[Data to process — start]

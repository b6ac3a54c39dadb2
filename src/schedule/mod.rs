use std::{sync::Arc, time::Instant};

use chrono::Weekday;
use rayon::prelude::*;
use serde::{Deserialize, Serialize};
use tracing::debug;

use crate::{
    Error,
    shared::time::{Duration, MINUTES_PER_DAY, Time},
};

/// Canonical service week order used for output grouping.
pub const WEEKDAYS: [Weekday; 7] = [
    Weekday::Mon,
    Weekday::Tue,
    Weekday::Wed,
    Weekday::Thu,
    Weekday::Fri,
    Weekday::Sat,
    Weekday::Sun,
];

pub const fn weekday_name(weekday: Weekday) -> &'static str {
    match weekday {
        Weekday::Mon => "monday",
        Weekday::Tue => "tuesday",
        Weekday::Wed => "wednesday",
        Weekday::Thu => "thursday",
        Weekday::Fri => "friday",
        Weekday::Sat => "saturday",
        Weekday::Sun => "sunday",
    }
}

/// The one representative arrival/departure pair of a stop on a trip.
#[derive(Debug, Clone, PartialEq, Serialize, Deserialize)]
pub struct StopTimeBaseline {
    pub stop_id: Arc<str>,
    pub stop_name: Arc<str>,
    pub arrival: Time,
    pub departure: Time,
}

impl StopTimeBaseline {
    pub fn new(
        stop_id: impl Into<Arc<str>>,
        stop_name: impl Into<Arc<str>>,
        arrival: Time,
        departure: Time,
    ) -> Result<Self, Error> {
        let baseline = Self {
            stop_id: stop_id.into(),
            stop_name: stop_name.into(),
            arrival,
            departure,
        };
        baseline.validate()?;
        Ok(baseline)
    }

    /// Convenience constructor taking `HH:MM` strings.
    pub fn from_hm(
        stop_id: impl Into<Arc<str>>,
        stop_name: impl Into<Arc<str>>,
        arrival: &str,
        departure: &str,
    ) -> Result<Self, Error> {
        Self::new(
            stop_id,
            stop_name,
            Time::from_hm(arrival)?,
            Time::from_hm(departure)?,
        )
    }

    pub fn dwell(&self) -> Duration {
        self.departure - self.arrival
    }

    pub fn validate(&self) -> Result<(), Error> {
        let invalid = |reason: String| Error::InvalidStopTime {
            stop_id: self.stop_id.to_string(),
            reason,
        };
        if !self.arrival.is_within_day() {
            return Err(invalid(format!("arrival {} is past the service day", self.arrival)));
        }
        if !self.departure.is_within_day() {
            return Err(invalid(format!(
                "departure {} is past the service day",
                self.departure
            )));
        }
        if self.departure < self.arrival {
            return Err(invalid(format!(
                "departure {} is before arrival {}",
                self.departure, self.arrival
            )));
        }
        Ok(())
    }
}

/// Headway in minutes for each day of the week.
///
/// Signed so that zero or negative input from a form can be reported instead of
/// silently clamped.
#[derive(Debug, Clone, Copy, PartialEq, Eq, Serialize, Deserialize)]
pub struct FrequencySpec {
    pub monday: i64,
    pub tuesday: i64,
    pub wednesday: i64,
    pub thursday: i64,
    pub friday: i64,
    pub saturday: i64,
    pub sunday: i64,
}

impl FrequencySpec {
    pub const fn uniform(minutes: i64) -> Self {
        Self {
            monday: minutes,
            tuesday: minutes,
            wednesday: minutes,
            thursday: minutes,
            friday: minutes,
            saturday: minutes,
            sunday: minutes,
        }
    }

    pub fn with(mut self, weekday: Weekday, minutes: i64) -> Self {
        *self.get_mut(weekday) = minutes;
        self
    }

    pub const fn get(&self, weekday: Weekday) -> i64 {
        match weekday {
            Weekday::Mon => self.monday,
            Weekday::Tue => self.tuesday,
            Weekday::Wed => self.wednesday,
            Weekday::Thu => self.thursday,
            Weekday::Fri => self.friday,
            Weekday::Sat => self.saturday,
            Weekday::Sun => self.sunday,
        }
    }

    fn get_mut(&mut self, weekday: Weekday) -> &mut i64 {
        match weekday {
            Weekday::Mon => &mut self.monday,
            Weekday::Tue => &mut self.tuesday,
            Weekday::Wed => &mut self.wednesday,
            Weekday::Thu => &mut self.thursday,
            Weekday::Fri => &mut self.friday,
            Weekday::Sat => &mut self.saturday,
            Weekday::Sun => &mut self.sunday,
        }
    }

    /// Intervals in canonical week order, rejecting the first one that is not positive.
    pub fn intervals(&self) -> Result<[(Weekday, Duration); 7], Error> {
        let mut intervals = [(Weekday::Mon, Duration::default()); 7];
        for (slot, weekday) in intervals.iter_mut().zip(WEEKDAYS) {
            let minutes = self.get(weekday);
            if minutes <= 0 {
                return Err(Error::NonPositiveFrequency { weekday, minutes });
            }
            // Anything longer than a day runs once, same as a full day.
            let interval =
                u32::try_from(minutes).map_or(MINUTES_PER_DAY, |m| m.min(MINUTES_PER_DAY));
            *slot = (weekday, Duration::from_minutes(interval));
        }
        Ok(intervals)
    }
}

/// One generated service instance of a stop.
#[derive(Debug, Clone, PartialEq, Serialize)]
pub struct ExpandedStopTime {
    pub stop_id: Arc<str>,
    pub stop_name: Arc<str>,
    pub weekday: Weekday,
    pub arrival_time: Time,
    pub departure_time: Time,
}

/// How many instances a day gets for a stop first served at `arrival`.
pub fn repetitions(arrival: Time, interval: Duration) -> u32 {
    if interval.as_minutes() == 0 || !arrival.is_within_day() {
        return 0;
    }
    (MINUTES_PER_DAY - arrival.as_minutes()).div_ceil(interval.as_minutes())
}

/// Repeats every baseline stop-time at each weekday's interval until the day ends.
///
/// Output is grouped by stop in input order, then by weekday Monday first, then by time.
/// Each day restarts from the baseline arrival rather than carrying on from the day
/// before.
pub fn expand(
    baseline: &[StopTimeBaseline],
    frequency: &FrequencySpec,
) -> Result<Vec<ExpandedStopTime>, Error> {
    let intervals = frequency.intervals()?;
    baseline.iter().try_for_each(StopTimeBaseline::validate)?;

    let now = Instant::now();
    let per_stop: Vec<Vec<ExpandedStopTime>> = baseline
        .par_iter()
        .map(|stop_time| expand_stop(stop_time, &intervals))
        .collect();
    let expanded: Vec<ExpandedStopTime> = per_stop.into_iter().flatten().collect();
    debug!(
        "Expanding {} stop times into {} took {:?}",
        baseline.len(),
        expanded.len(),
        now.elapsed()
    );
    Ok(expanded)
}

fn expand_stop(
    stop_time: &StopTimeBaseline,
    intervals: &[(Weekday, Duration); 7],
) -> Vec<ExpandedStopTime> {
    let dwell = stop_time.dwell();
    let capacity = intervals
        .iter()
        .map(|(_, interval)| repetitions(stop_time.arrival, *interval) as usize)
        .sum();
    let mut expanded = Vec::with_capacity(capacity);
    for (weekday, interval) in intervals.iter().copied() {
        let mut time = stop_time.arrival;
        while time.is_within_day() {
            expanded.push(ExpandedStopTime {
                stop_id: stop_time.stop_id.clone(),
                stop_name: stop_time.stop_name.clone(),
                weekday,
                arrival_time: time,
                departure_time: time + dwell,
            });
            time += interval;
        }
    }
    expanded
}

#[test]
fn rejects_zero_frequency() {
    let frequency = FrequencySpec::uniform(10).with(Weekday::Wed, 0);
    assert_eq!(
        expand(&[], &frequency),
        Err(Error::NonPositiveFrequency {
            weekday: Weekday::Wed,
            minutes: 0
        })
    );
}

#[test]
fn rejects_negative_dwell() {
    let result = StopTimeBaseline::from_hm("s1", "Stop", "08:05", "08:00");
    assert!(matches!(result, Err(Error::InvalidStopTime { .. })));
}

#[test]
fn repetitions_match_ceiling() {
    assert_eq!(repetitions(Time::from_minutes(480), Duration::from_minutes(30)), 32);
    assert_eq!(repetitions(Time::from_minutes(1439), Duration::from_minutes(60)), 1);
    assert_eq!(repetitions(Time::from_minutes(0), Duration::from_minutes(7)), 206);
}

[Data to process — finish]

● What you will do: Go through the records and gather the lines that hold "return".

● Reply:
            return Err(invalid(format!("arrival {} is past the service day", self.arrival)));
            return Err(invalid(format!(
            return Err(invalid(format!(
                return Err(Error::NonPositiveFrequency { weekday, minutes });
        return 0;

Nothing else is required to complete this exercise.